» **RECORDS TO PROCESS**:
※
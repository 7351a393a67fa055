// Search driver: enumerate every way to pick three input words and assign
// them to the prefix/middle/suffix roles, assemble candidates through one
// shared seen-set, and keep the candidates the dictionary knows.

use crate::candidates::{CandidateSet, assemble};
use crate::dictionary::Dictionary;

/// The six ways to assign a word triple to the (prefix, middle, suffix)
/// roles, in standard permutation order.
const ROLE_ASSIGNMENTS: [[usize; 3]; 6] = [
    [0, 1, 2],
    [0, 2, 1],
    [1, 0, 2],
    [1, 2, 0],
    [2, 0, 1],
    [2, 1, 0],
];

/// Generate the full deduplicated candidate stream for the given input
/// words, in first-generation order.
///
/// Triples are chosen as index combinations in lexicographic order, so two
/// equal words at different positions are distinct participants. The
/// seen-set spans the entire run: a candidate value reachable through
/// several role assignments is emitted only the first time.
///
/// Fewer than three input words produce an empty stream.
pub fn generate_candidates<S: AsRef<str>>(words: &[S]) -> Vec<String> {
    let mut out = CandidateSet::new();
    let n = words.len();
    for i in 0..n {
        for j in i + 1..n {
            for k in j + 1..n {
                let triple = [words[i].as_ref(), words[j].as_ref(), words[k].as_ref()];
                for roles in &ROLE_ASSIGNMENTS {
                    assemble(triple[roles[0]], triple[roles[1]], triple[roles[2]], &mut out);
                }
            }
        }
    }
    out.into_emitted()
}

/// Find every dictionary word that can be spliced from the input words.
///
/// Input words must already be trimmed and lowercased by the caller; no
/// normalization happens here. The result keeps the candidate stream's
/// first-generation order and is duplicate-free by construction. An empty
/// result means nothing qualified; it is not an error.
pub fn find_valid_words<S: AsRef<str>>(words: &[S], dictionary: &Dictionary) -> Vec<String> {
    generate_candidates(words)
        .into_iter()
        .filter(|candidate| dictionary.contains(candidate))
        .collect()
}
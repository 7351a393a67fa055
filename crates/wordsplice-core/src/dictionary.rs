// Dictionary: the exact-match membership set candidates are filtered
// against. Built once per process from an external word source, read-only
// afterwards, and freely shareable between concurrent lookups.

use std::path::{Path, PathBuf};

use hashbrown::HashSet;

/// Error type for dictionary construction from a file.
#[derive(Debug, thiserror::Error)]
pub enum DictionaryError {
    /// The word list file could not be read.
    #[error("failed to read word list {path}: {source}")]
    Io {
        path: PathBuf,
        #[source]
        source: std::io::Error,
    },
}

/// Normalize a raw word the way dictionary entries and query words are
/// expected to arrive at the engine: surrounding whitespace trimmed,
/// everything lowercased.
pub fn normalize(raw: &str) -> String {
    raw.trim().to_lowercase()
}

/// A set of known words supporting exact-match lookups.
///
/// Entries are normalized on insertion; lookups are verbatim, so callers
/// must hand in already-normalized words (the engine performs no
/// normalization of its own).
#[derive(Debug, Default, Clone)]
pub struct Dictionary {
    words: HashSet<String>,
}

impl Dictionary {
    pub fn new() -> Self {
        Self::default()
    }

    /// Normalize and insert one entry. Duplicates collapse silently.
    pub fn insert(&mut self, raw: &str) {
        let word = normalize(raw);
        if !word.is_empty() {
            self.words.insert(word);
        }
    }

    /// Build a dictionary from any word source, normalizing each entry.
    pub fn from_words<I, S>(words: I) -> Self
    where
        I: IntoIterator<Item = S>,
        S: AsRef<str>,
    {
        let mut dictionary = Self::new();
        for word in words {
            dictionary.insert(word.as_ref());
        }
        dictionary
    }

    /// Build a dictionary from a word list file, one word per line.
    pub fn from_path(path: &Path) -> Result<Self, DictionaryError> {
        let contents = std::fs::read_to_string(path).map_err(|source| DictionaryError::Io {
            path: path.to_path_buf(),
            source,
        })?;
        Ok(Self::from_words(contents.lines()))
    }

    /// Exact-match membership test.
    pub fn contains(&self, word: &str) -> bool {
        self.words.contains(word)
    }

    /// Number of distinct words.
    pub fn len(&self) -> usize {
        self.words.len()
    }

    pub fn is_empty(&self) -> bool {
        self.words.is_empty()
    }
}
※
» **REQUIRED ACTION**:
After locating the line with "#[derive(Debug, Default, Clone)]" in the material above, return it and each line after it exactly, ending at the line with "pub fn from_path(path: &Path)".

» **RESPONSE AREA**:
#[derive(Debug, Default, Clone)]
pub struct Dictionary {
    words: HashSet<String>,
}

impl Dictionary {
    pub fn new() -> Self {
        Self::default()
    }

    /// Normalize and insert one entry. Duplicates collapse silently.
    pub fn insert(&mut self, raw: &str) {
        let word = normalize(raw);
        if !word.is_empty() {
            self.words.insert(word);
        }
    }

    /// Build a dictionary from any word source, normalizing each entry.
    pub fn from_words<I, S>(words: I) -> Self
    where
        I: IntoIterator<Item = S>,
        S: AsRef<str>,
    {
        let mut dictionary = Self::new();
        for word in words {
            dictionary.insert(word.as_ref());
        }
        dictionary
    }

    /// Build a dictionary from a word list file, one word per line.
    pub fn from_path(path: &Path) -> Result<Self, DictionaryError> {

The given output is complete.